Students: Please fix Wareham High School's roof!
Just hours after Wareham High's volleyball games were again rained out due to the school's leaking gym roof, frustrated students appeared before the School Committee on Wednesday with a 230-signature petition pleading for officials to get the roof fixed.
"We're having indoor gym when it rains, and we can only use 1/4 of the gym," Wareham High School junior Nicole Nault told the School Committee. The floor is "dangerous to play on," she added.
Nault and fellow junior Charlemya Erasme — a volleyball player whose games keep getting rained out — put together the petition.
Nault and Erasme noted that the influx of water could be causing mold, that the school is spending money to transport teams to other schools for away games when Wareham's gym cannot be used, and pointed out that the gym is an emergency shelter — which is not suitable if the roof is leaking.
The students plan to get even more signatures and will present the petition at Town Meeting later this month.

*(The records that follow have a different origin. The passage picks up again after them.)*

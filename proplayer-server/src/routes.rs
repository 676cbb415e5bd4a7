//! HTTP surface.
//!
//! | Method | Path          | Operation            |
//! |--------|---------------|----------------------|
//! | POST   | `/{kind}`     | insert               |
//! | GET    | `/{kind}`     | list                 |
//! | GET    | `/{kind}/{id}`| get                  |
//! | POST   | `/{kind}/{id}`| update (full replace)|
//! | DELETE | `/{kind}/{id}`| delete               |
//!
//! Every request is authenticated first, then its path is parsed, then the method is
//! checked against the path shape.

use std::sync::Arc;

use axum::{
    Json, Router,
    body::Bytes,
    extract::State,
    http::{HeaderMap, Method, StatusCode, Uri},
    response::{IntoResponse, Response},
};
use serde_json::Value;
use tower_http::trace::TraceLayer;
use tracing::debug;

use proplayer_core::{
    backend::PropertyStore,
    identity::IdentityProvider,
    service::DocumentService,
};

use crate::{
    auth::authenticate,
    config::AuthMode,
    error::ApiError,
    params::RequestParams,
    path::ResourcePath,
};

/// Shared per-process state handed to every request.
#[derive(Clone, Debug)]
pub struct AppState {
    pub service: Arc<DocumentService<Arc<dyn PropertyStore>>>,
    pub identity: Arc<dyn IdentityProvider>,
    pub auth_mode: AuthMode,
}

impl AppState {
    pub fn new(
        store: Arc<dyn PropertyStore>,
        identity: Arc<dyn IdentityProvider>,
        auth_mode: AuthMode,
    ) -> Self {
        Self {
            service: Arc::new(DocumentService::new(store)),
            identity,
            auth_mode,
        }
    }
}

/// Builds the application router. Any path is a resource path, so everything goes
/// through one handler.
pub fn build_router(state: AppState) -> Router {
    Router::new()
        .fallback(dispatch)
        .layer(TraceLayer::new_for_http())
        .with_state(state)
}

async fn dispatch(
    State(state): State<AppState>,
    method: Method,
    uri: Uri,
    headers: HeaderMap,
    body: Bytes,
) -> Result<Response, ApiError> {
    let params = RequestParams::from_query(uri.query());
    let identity = authenticate(state.auth_mode, state.identity.as_ref(), &params, &headers).await?;
    let resource = ResourcePath::parse(uri.path())?;
    debug!(%method, kind = resource.kind(), "dispatching");

    let service = &state.service;
    let response = match (resource, method) {
        (ResourcePath::Collection { kind }, Method::POST) => {
            json(service.insert(&identity, &kind, &body).await?)
        }
        (ResourcePath::Collection { kind }, Method::GET) => {
            let query = params.list_query()?;
            let page = service.list(&identity, &kind, &query).await?;
            (StatusCode::OK, Json(page)).into_response()
        }
        (ResourcePath::Entity { kind, id }, Method::GET) => {
            json(service.get(&identity, &kind, id).await?)
        }
        (ResourcePath::Entity { kind, id }, Method::POST) => {
            json(service.update(&identity, &kind, id, &body).await?)
        }
        (ResourcePath::Entity { kind, id }, Method::DELETE) => {
            service.delete(&identity, &kind, id).await?;
            StatusCode::OK.into_response()
        }
        _ => return Err(ApiError::MethodNotAllowed),
    };

    Ok(response)
}

fn json(document: serde_json::Map<String, Value>) -> Response {
    (StatusCode::OK, Json(Value::Object(document))).into_response()
}
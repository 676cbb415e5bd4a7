//! In-memory property store.
//!
//! Entities live in per-kind ordered maps behind an async-aware read-write lock.
//! Identifiers come from one store-wide sequence, so an id is never handed out twice,
//! not even after a delete.

use async_trait::async_trait;
use bson::{deserialize_from_slice, serialize_to_vec};
use mea::rwlock::RwLock;
use serde::{Deserialize, Serialize};
use std::{
    collections::{BTreeMap, HashMap},
    sync::{
        Arc,
        atomic::{AtomicI64, Ordering},
    },
};
use tracing::trace;

use proplayer_core::{
    backend::{PropertyStore, PropertyStoreBuilder, QueryRun},
    cursor::Cursor,
    error::{ProplayerError, ProplayerResult},
    property::{Entity, Property},
    query::Query,
};

use crate::evaluator::EntityEvaluator;

type KindMap = BTreeMap<i64, Vec<Property>>;
type StoreMap = HashMap<String, KindMap>;

/// Thread-safe in-memory property store.
///
/// `InMemoryPropertyStore` is cloneable and every clone shares the same underlying
/// data, so it can be handed to as many tasks as needed.
///
/// Queries scan the whole kind; there are no indexes. Without a sort, rows come back in
/// ascending id order. Cursors are row offsets into the query's ordering, so they stay
/// meaningful only while the kind is not written to between pages.
///
/// # Example
///
/// ```ignore
/// use proplayer_core::{backend::PropertyStore, property::Property};
/// use proplayer_memory::InMemoryPropertyStore;
///
/// let store = InMemoryPropertyStore::new();
/// let id = store.put("u1--contact", None, vec![Property::single("name", "Alice")]).await?;
/// let entity = store.get("u1--contact", id).await?;
/// ```
#[derive(Default, Clone, Debug)]
pub struct InMemoryPropertyStore {
    /// kind -> (id -> properties)
    store: Arc<RwLock<StoreMap>>,
    /// Last identifier handed out.
    last_id: Arc<AtomicI64>,
    /// Page size applied when a query carries no limit of its own.
    default_limit: Option<usize>,
}

impl InMemoryPropertyStore {
    /// Creates an empty store with unbounded pages.
    pub fn new() -> Self {
        Self::default()
    }

    pub fn builder() -> InMemoryPropertyStoreBuilder {
        InMemoryPropertyStoreBuilder::default()
    }

    pub fn default_limit(&self) -> Option<usize> {
        self.default_limit
    }

    fn next_id(&self) -> i64 {
        self.last_id.fetch_add(1, Ordering::SeqCst) + 1
    }

    fn window(&self, query: &Query, len: usize) -> (usize, usize) {
        let start = query
            .start
            .as_ref()
            .and_then(MemoryCursor::offset_of)
            .unwrap_or(0)
            .min(len);

        let mut end = query
            .end
            .as_ref()
            .and_then(MemoryCursor::offset_of)
            .unwrap_or(len)
            .clamp(start, len);

        if let Some(limit) = query.limit.or(self.default_limit) {
            end = end.min(start.saturating_add(limit));
        }

        (start, end)
    }
}

#[async_trait]
impl PropertyStore for InMemoryPropertyStore {
    async fn put(
        &self,
        kind: &str,
        id: Option<i64>,
        properties: Vec<Property>,
    ) -> ProplayerResult<i64> {
        let id = match id {
            Some(id) => id,
            None => self.next_id(),
        };

        let mut store = self.store.write().await;
        store
            .entry(kind.to_string())
            .or_default()
            .insert(id, properties);

        trace!(kind, id, "stored entity");
        Ok(id)
    }

    async fn get(&self, kind: &str, id: i64) -> ProplayerResult<Entity> {
        let store = self.store.read().await;

        store
            .get(kind)
            .and_then(|entities| entities.get(&id))
            .map(|properties| Entity::new(id, properties.clone()))
            .ok_or_else(|| ProplayerError::not_found(kind, id))
    }

    async fn delete(&self, kind: &str, id: i64) -> ProplayerResult<()> {
        let mut store = self.store.write().await;

        match store.get_mut(kind).and_then(|entities| entities.remove(&id)) {
            Some(_) => Ok(()),
            None => Err(ProplayerError::not_found(kind, id)),
        }
    }

    async fn run_query(&self, kind: &str, query: Query) -> ProplayerResult<Box<dyn QueryRun>> {
        let entities = {
            let store = self.store.read().await;
            match store.get(kind) {
                Some(entities) => entities
                    .iter()
                    .map(|(id, properties)| Entity::new(*id, properties.clone()))
                    .collect::<Vec<_>>(),
                None => Vec::new(),
            }
        };

        let selected = EntityEvaluator::select(&entities, &query.filters, query.sort.as_ref());
        let (start, end) = self.window(&query, selected.len());
        trace!(kind, start, end, matched = selected.len(), "running query");

        let rows = selected
            .into_iter()
            .skip(start)
            .take(end - start)
            .collect::<Vec<_>>();

        Ok(Box::new(MemoryQueryRun::new(rows, start)))
    }

    fn decode_cursor(&self, token: &str) -> ProplayerResult<Cursor> {
        let cursor = Cursor::from_token(token)?;
        MemoryCursor::decode(&cursor)?;
        Ok(cursor)
    }
}

/// Cursor payload: the number of rows of the query ordering that precede the position.
#[derive(Debug, Serialize, Deserialize)]
struct MemoryCursor {
    offset: i64,
}

impl MemoryCursor {
    fn encode(offset: usize) -> ProplayerResult<Cursor> {
        let offset = i64::try_from(offset)
            .map_err(|_| ProplayerError::Backend("cursor offset overflow".to_string()))?;

        Ok(Cursor::from_bytes(serialize_to_vec(&MemoryCursor { offset })?))
    }

    fn decode(cursor: &Cursor) -> ProplayerResult<usize> {
        let decoded: MemoryCursor = deserialize_from_slice(cursor.as_bytes())
            .map_err(|e| ProplayerError::Query(format!("malformed cursor: {e}")))?;

        usize::try_from(decoded.offset)
            .map_err(|_| ProplayerError::Query(format!("negative cursor offset {}", decoded.offset)))
    }

    fn offset_of(cursor: &Cursor) -> Option<usize> {
        Self::decode(cursor).ok()
    }
}

/// A snapshot of one query's rows, taken when the query was started.
struct MemoryQueryRun {
    rows: std::vec::IntoIter<Entity>,
    /// Offset of the first row of `rows` in the query ordering.
    base: usize,
    yielded: usize,
}

impl MemoryQueryRun {
    fn new(rows: Vec<Entity>, base: usize) -> Self {
        Self {
            rows: rows.into_iter(),
            base,
            yielded: 0,
        }
    }
}

#[async_trait]
impl QueryRun for MemoryQueryRun {
    async fn next(&mut self) -> ProplayerResult<Option<Entity>> {
        let row = self.rows.next();
        if row.is_some() {
            self.yielded += 1;
        }
        Ok(row)
    }

    fn cursor(&self) -> ProplayerResult<Cursor> {
        MemoryCursor::encode(self.base + self.yielded)
    }
}

/// Builder for [`InMemoryPropertyStore`].
///
/// # Example
///
/// ```ignore
/// use proplayer_core::backend::PropertyStoreBuilder;
/// use proplayer_memory::InMemoryPropertyStore;
///
/// let store = InMemoryPropertyStore::builder()
///     .with_default_limit(Some(100))
///     .build()
///     .await?;
/// ```
#[derive(Default, Debug)]
pub struct InMemoryPropertyStoreBuilder {
    default_limit: Option<usize>,
}

impl InMemoryPropertyStoreBuilder {
    /// Sets the page size used when a query has no limit. `None` means unbounded.
    pub fn with_default_limit(mut self, limit: Option<usize>) -> Self {
        self.default_limit = limit;
        self
    }
}

#[async_trait]
impl PropertyStoreBuilder for InMemoryPropertyStoreBuilder {
    type Backend = InMemoryPropertyStore;

    async fn build(self) -> ProplayerResult<Self::Backend> {
        Ok(InMemoryPropertyStore {
            default_limit: self.default_limit,
            ..InMemoryPropertyStore::default()
        })
    }
}
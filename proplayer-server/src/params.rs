//! Query-string parameters.
//!
//! Parsed by hand from the raw query so that repeated `where` entries are all kept.

use proplayer_core::{
    error::{ProplayerError, ProplayerResult},
    query::ListQuery,
};
use url::form_urlencoded;

#[derive(Debug, Clone, Default, PartialEq, Eq)]
pub struct RequestParams {
    pub access_token: Option<String>,
    pub user_id: Option<String>,
    pub limit: Option<String>,
    pub sort: Option<String>,
    pub start: Option<String>,
    pub end: Option<String>,
    pub filters: Vec<String>,
}

impl RequestParams {
    /// Reads the parameters from a raw query string. For single-valued
    /// parameters the first occurrence wins; empty values count as absent.
    pub fn from_query(query: Option<&str>) -> Self {
        let mut params = Self::default();

        for (key, value) in form_urlencoded::parse(query.unwrap_or_default().as_bytes()) {
            let value = value.into_owned();
            let slot = match key.as_ref() {
                "where" => {
                    params.filters.push(value);
                    continue;
                }
                "access_token" => &mut params.access_token,
                "user_id" => &mut params.user_id,
                "limit" => &mut params.limit,
                "sort" => &mut params.sort,
                "start" => &mut params.start,
                "end" => &mut params.end,
                _ => continue,
            };

            if slot.is_none() && !value.is_empty() {
                *slot = Some(value);
            }
        }

        params
    }

    /// Builds the list query.
    ///
    /// # Errors
    ///
    /// Returns [`ProplayerError::Query`] if `limit` is not a non-negative integer or a
    /// `where` entry is not exactly `key=value`.
    pub fn list_query(&self) -> ProplayerResult<ListQuery> {
        let mut builder = ListQuery::builder();

        if let Some(limit) = &self.limit {
            let limit = limit
                .parse::<usize>()
                .map_err(|e| ProplayerError::Query(format!("invalid limit `{limit}`: {e}")))?;
            // zero means no limit
            if limit > 0 {
                builder = builder.limit(limit);
            }
        }
        if let Some(sort) = &self.sort {
            builder = builder.sort(sort.clone());
        }
        if let Some(start) = &self.start {
            builder = builder.start(start.clone());
        }
        if let Some(end) = &self.end {
            builder = builder.end(end.clone());
        }

        for filter in &self.filters {
            let mut parts = filter.split('=');
            match (parts.next(), parts.next(), parts.next()) {
                (Some(field), Some(value), None) => builder = builder.filter(field, value),
                _ => {
                    return Err(ProplayerError::Query(format!(
                        "invalid filter `{filter}`, expected key=value"
                    )));
                }
            }
        }

        Ok(builder.build())
    }
}
//! Error types and result types for document facade operations.
//!
//! Every failure a request can hit maps onto exactly one [`ProplayerError`] variant,
//! and every variant is terminal for the request. Use [`ProplayerResult<T>`] as the
//! return type for fallible operations.

use bson::error::Error as BsonError;
use serde_json::Error as SerdeJsonError;
use thiserror::Error;

/// Represents all possible errors that can occur while serving a document request.
#[derive(Error, Debug)]
pub enum ProplayerError {
    /// The caller identity credential was missing, invalid or could not be resolved.
    #[error("Unauthorized: {0}")]
    Auth(String),
    /// The resource address could not be parsed.
    #[error("Invalid path: {0}")]
    Path(String),
    /// A list query parameter (limit, filter) was malformed.
    #[error("Invalid query: {0}")]
    Query(String),
    /// The requested entity does not exist.
    /// `kind` is the tenant-qualified storage kind.
    #[error("Entity {id} not found in {kind}")]
    NotFound { kind: String, id: i64 },
    /// The request body was not a JSON object, or held a value the codec cannot represent.
    #[error("Encoding error: {0}")]
    Encoding(String),
    /// An error occurred in the underlying property store.
    #[error("Backend error: {0}")]
    Backend(String),
}

impl ProplayerError {
    pub fn not_found(kind: impl Into<String>, id: i64) -> Self {
        ProplayerError::NotFound { kind: kind.into(), id }
    }
}

/// A specialized `Result` type for facade operations.
pub type ProplayerResult<T> = Result<T, ProplayerError>;

impl From<SerdeJsonError> for ProplayerError {
    fn from(err: SerdeJsonError) -> Self {
        ProplayerError::Encoding(err.to_string())
    }
}

impl From<BsonError> for ProplayerError {
    fn from(err: BsonError) -> Self {
        ProplayerError::Backend(err.to_string())
    }
}
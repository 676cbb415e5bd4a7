//! Main proplayer crate: a multi-tenant JSON document facade over a property store.
//!
//! This crate is the primary entry point. It re-exports the core types and the
//! document service from `proplayer-core` and gives access to the bundled backends.
//!
//! # Features
//!
//! - **Schema-less documents** - Store arbitrary JSON objects without declaring a schema
//! - **Tenant scoping** - Every kind is private to the identity that wrote it
//! - **Simple listing** - Equality filters, a single sort key and cursor pagination
//! - **Pluggable backends** - Anything implementing [`backend::PropertyStore`]
//!
//! # Quick Start
//!
//! ```ignore
//! use proplayer::{prelude::*, memory::InMemoryPropertyStore};
//!
//! #[tokio::main]
//! async fn main() -> Result<(), Box<dyn std::error::Error>> {
//!     let service = DocumentService::new(InMemoryPropertyStore::builder().build().await?);
//!     let user = Identity::new("u1")?;
//!
//!     // Insert a document
//!     let created = service
//!         .insert(&user, "contact", br#"{"name":"Alice","address":{"city":"Paris"}}"#)
//!         .await?;
//!     let id = created["_id"].as_i64().unwrap_or_default();
//!
//!     // Replace it
//!     service
//!         .update(&user, "contact", id, br#"{"name":"Alice","address":{"city":"Lyon"}}"#)
//!         .await?;
//!
//!     // List it back, filtered on a nested field
//!     let page = service
//!         .list(
//!             &user,
//!             "contact",
//!             &ListQuery::builder().filter("address.city", "Lyon").limit(10).build(),
//!         )
//!         .await?;
//!
//!     println!("{}", serde_json::to_string(&page)?);
//!     Ok(())
//! }
//! ```
//!
//! # Backends
//!
//! - [`memory`] - In-process storage for development and testing

pub mod prelude;

pub use proplayer_core::{
    backend, clock, codec, cursor, error, identity, namespace, page, property, query, service,
    translator,
};

// Re-export the JSON types documents are made of
pub use serde_json;

/// In-memory storage backend implementations.
pub mod memory {
    pub use proplayer_memory::{InMemoryPropertyStore, InMemoryPropertyStoreBuilder};
}
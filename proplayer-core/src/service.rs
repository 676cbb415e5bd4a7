//! Document operations over a property store.
//!
//! [`DocumentService`] is the main interface of the crate. Each operation scopes the
//! logical kind to the caller identity, runs the codec, and makes exactly the backend
//! calls it needs. Nothing is retried and nothing is cached.
//!
//! # Example
//!
//! ```ignore
//! use proplayer_core::{identity::Identity, service::DocumentService};
//!
//! let service = DocumentService::new(backend);
//! let user = Identity::new("u1")?;
//!
//! let created = service.insert(&user, "contact", br#"{"name":"Alice"}"#).await?;
//! let id = created["_id"].as_i64().unwrap();
//! let fetched = service.get(&user, "contact", id).await?;
//! ```

use serde_json::Value;
use tracing::debug;

use crate::{
    backend::PropertyStore,
    clock::{Clock, SystemClock},
    codec::{self, CREATED_KEY, Document, ID_KEY, KIND_KEY, UPDATED_KEY},
    error::{ProplayerError, ProplayerResult},
    identity::Identity,
    namespace::StorageKind,
    page::ListPage,
    query::ListQuery,
    translator,
};

/// CRUD and list operations for schema-less JSON documents.
///
/// # Type Parameters
///
/// * `S` - The property store backend
/// * `C` - The time source for `_created` / `_updated`
#[derive(Debug)]
pub struct DocumentService<S, C = SystemClock> {
    store: S,
    clock: C,
}

impl<S: PropertyStore> DocumentService<S, SystemClock> {
    /// Creates a service stamping documents with wall-clock time.
    pub fn new(store: S) -> Self {
        Self { store, clock: SystemClock }
    }
}

impl<S: PropertyStore, C: Clock> DocumentService<S, C> {
    pub fn with_clock(store: S, clock: C) -> Self {
        Self { store, clock }
    }

    pub fn store(&self) -> &S {
        &self.store
    }

    /// Creates a new entity from a JSON object body.
    ///
    /// Caller-supplied `_id`, `_updated` and `_kind` are discarded and `_created` is
    /// overwritten with the current time. The returned document is the stored body plus
    /// `_id` and `_kind`.
    ///
    /// # Errors
    ///
    /// - [`ProplayerError::Encoding`] if the body is not a JSON object or holds a value
    ///   the codec cannot store
    /// - [`ProplayerError::Backend`] if the write fails
    pub async fn insert(&self, identity: &Identity, kind: &str, body: &[u8]) -> ProplayerResult<Document> {
        let storage_kind = StorageKind::new(identity.as_str(), kind);
        debug!(kind = %storage_kind, "insert");

        let mut document = parse_body(body)?;
        strip(&mut document, &[ID_KEY, UPDATED_KEY, KIND_KEY]);
        document.insert(CREATED_KEY.to_string(), Value::from(self.clock.now()));

        let properties = codec::encode(&document)?;
        let id = self
            .store
            .put(storage_kind.as_str(), None, properties)
            .await?;

        document.insert(ID_KEY.to_string(), Value::from(id));
        document.insert(KIND_KEY.to_string(), Value::from(kind));
        Ok(document)
    }

    /// Reads one entity.
    ///
    /// # Errors
    ///
    /// - [`ProplayerError::NotFound`] if no entity exists at `id`
    /// - [`ProplayerError::Backend`] if the read fails
    pub async fn get(&self, identity: &Identity, kind: &str, id: i64) -> ProplayerResult<Document> {
        let storage_kind = StorageKind::new(identity.as_str(), kind);
        debug!(kind = %storage_kind, id, "get");

        let entity = self.store.get(storage_kind.as_str(), id).await?;

        let mut document = codec::decode(&entity.properties, entity.id);
        document.insert(KIND_KEY.to_string(), Value::from(kind));
        Ok(document)
    }

    /// Replaces every property of an existing entity with the given body.
    ///
    /// Fields missing from `body` are removed. `_created` is carried over from the stored
    /// entity, never taken from the body, and `_updated` is set to the current time.
    /// There is no version check: concurrent updates are last-write-wins. The existence
    /// check and the write are separate backend calls, so a delete that lands between
    /// them is overwritten and the entity comes back under its old id.
    ///
    /// # Errors
    ///
    /// - [`ProplayerError::Encoding`] if the body is not a JSON object or holds a value
    ///   the codec cannot store
    /// - [`ProplayerError::NotFound`] if no entity exists at `id`
    /// - [`ProplayerError::Backend`] if the read or write fails
    pub async fn update(
        &self,
        identity: &Identity,
        kind: &str,
        id: i64,
        body: &[u8],
    ) -> ProplayerResult<Document> {
        let storage_kind = StorageKind::new(identity.as_str(), kind);
        debug!(kind = %storage_kind, id, "update");

        let mut document = parse_body(body)?;
        strip(&mut document, &[ID_KEY, CREATED_KEY, KIND_KEY]);

        let existing = self.store.get(storage_kind.as_str(), id).await?;
        if let Some(created) = existing.first_value(CREATED_KEY) {
            document.insert(CREATED_KEY.to_string(), created.to_json());
        }
        document.insert(UPDATED_KEY.to_string(), Value::from(self.clock.now()));

        let properties = codec::encode(&document)?;
        self.store
            .put(storage_kind.as_str(), Some(id), properties)
            .await?;

        document.insert(ID_KEY.to_string(), Value::from(id));
        document.insert(KIND_KEY.to_string(), Value::from(kind));
        Ok(document)
    }

    /// Deletes one entity. Its id is never handed out again.
    ///
    /// # Errors
    ///
    /// - [`ProplayerError::NotFound`] if no entity exists at `id`
    /// - [`ProplayerError::Backend`] if the delete fails
    pub async fn delete(&self, identity: &Identity, kind: &str, id: i64) -> ProplayerResult<()> {
        let storage_kind = StorageKind::new(identity.as_str(), kind);
        debug!(kind = %storage_kind, id, "delete");

        self.store.delete(storage_kind.as_str(), id).await
    }

    /// Lists entities of one kind, one page per call.
    ///
    /// Pass the returned `next_start_token` as the next query's start token to continue.
    ///
    /// # Errors
    ///
    /// - [`ProplayerError::Backend`] if the query fails at any row; no partial page is
    ///   returned
    pub async fn list(&self, identity: &Identity, kind: &str, query: &ListQuery) -> ProplayerResult<ListPage> {
        let storage_kind = StorageKind::new(identity.as_str(), kind);
        debug!(kind = %storage_kind, ?query, "list");

        let backend_query = translator::translate(&self.store, query);
        let mut page = translator::execute(&self.store, &storage_kind, backend_query).await?;

        for item in &mut page.items {
            item.insert(KIND_KEY.to_string(), Value::from(kind));
        }
        Ok(page)
    }
}

fn parse_body(body: &[u8]) -> ProplayerResult<Document> {
    match serde_json::from_slice::<Value>(body)? {
        Value::Object(document) => Ok(document),
        _ => Err(ProplayerError::Encoding("expected a JSON object".to_string())),
    }
}

fn strip(document: &mut Document, keys: &[&str]) {
    for key in keys {
        document.remove(*key);
    }
}
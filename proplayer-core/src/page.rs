//! Result type for list operations.
//!
//! Pagination is cursor based: a [`ListPage`] carries the documents of one call and the
//! token to pass as `start` on the next call.

use serde::{Deserialize, Serialize};

use crate::codec::Document;

/// One page of list results.
///
/// Serializes as `{"items": [...], "nextStartToken": "..."}`.
///
/// # Example
///
/// ```ignore
/// use proplayer_core::page::ListPage;
///
/// let page = ListPage::builder(vec![])
///     .with_next_start_token("AQ")
///     .build();
///
/// assert!(page.items.is_empty());
/// ```
#[derive(Serialize, Deserialize, Debug, Clone, PartialEq, Default)]
pub struct ListPage {
    /// The documents of this page, in query order.
    pub items: Vec<Document>,
    /// Continuation token positioned after the last item. Present even when `items` is
    /// empty, in which case resuming from it yields nothing new.
    #[serde(rename = "nextStartToken")]
    pub next_start_token: String,
}

impl ListPage {
    pub fn builder(items: Vec<Document>) -> ListPageBuilder {
        ListPageBuilder::new(items)
    }
}

/// Builder for constructing [`ListPage`] instances with fluent API.
pub struct ListPageBuilder {
    items: Vec<Document>,
    next_start_token: String,
}

impl ListPageBuilder {
    pub fn new(items: Vec<Document>) -> Self {
        Self { items, next_start_token: String::new() }
    }

    pub fn with_next_start_token(mut self, token: impl Into<String>) -> Self {
        self.next_start_token = token.into();
        self
    }

    pub fn build(self) -> ListPage {
        ListPage {
            items: self.items,
            next_start_token: self.next_start_token,
        }
    }
}

#[cfg(test)]
mod tests {
    use super::*;
    use serde_json::json;

    #[test]
    fn serializes_with_wire_field_names() {
        let page = ListPage::builder(vec![])
            .with_next_start_token("AQ")
            .build();

        assert_eq!(
            serde_json::to_value(&page).unwrap(),
            json!({"items": [], "nextStartToken": "AQ"})
        );
    }
}
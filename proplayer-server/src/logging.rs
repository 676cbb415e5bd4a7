use std::io;
use tracing_subscriber::{EnvFilter, fmt};

use crate::config::LogFormat;

const DEFAULT_FILTER: &str = "info,tower_http=info,axum=info";

/// Installs the global tracing subscriber.
/// - Respects `RUST_LOG` if set, else `info,tower_http=info,axum=info`
/// - Writes to stdout
/// - Does nothing if a subscriber is already installed
pub fn init_logging(format: LogFormat) {
    let env_filter = EnvFilter::try_from_default_env()
        .unwrap_or_else(|_| EnvFilter::new(DEFAULT_FILTER));
    let builder = fmt()
        .with_env_filter(env_filter)
        .with_target(false)
        .with_writer(io::stdout);

    let _ = match format {
        LogFormat::Compact => builder.compact().try_init(),
        LogFormat::Json => builder.json().try_init(),
    };
}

Town Meeting voters will be asked to approve the spending of $110,000 to repair the leaking roof, which has been a problem for more than a year.
The upcoming Town Meeting proposal comes after a Proposition 2½ debt exclusion, which would have raised property taxes temporarily to pay for the roof repairs, was defeated at the ballot in July.
School officials said that repairing the roof would have cost a taxpayer with a median-assessted, $230,000 home, a total of $1.50 per year for five years.
"To put it in perspective, a lot of people buy coffee in the morning, the average worker, and that costs a little less than $1.50, so to pay $1.50 for five years, that wouldn't put much of a dent" in peoples' budgets, Nault noted.
But ultimately, the debt exclusion was not to be.
School Committee members were impressed with the students' initiative.
"We're doing everything we can to solve the problems. … Unfortunately, we thought we had a solution," School Committee member Cliff Sylvia said, referring to the failed debt exclusion. "We hear your cry."